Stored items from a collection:

-- Opening Marker --

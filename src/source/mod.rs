//! Data source protocol, snapshot cache and synchronization.

pub mod cache;
pub mod sheets;
pub mod sync;
pub mod tabular;

use crate::error::PipelineError;
use crate::models::Dataset;

pub use cache::CacheStore;
pub use sheets::SheetSource;
pub use sync::{load_cached_snapshot, synchronize, SourceStatus};

/// A remote source serving whole tables by name.
///
/// A fetch returns the full table or `SourceUnavailable`; there is no
/// partial or incremental fetch.
#[allow(async_fn_in_trait)]
pub trait DataSource {
    async fn fetch(&self, name: &str) -> Result<Dataset, PipelineError>;
}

-- Closing Marker --

#### [PROBLEM DETAILS]
Show the data once more, exactly as it was written.

#### [RESULT FOR THIS TASK]
filename src/source/mod.rs
//! Data source protocol, snapshot cache and synchronization.

pub mod cache;
pub mod sheets;
pub mod sync;
pub mod tabular;

use crate::error::PipelineError;
use crate::models::Dataset;

pub use cache::CacheStore;
pub use sheets::SheetSource;
pub use sync::{load_cached_snapshot, synchronize, SourceStatus};

/// A remote source serving whole tables by name.
///
/// A fetch returns the full table or `SourceUnavailable`; there is no
/// partial or incremental fetch.
#[allow(async_fn_in_trait)]
pub trait DataSource {
    async fn fetch(&self, name: &str) -> Result<Dataset, PipelineError>;
}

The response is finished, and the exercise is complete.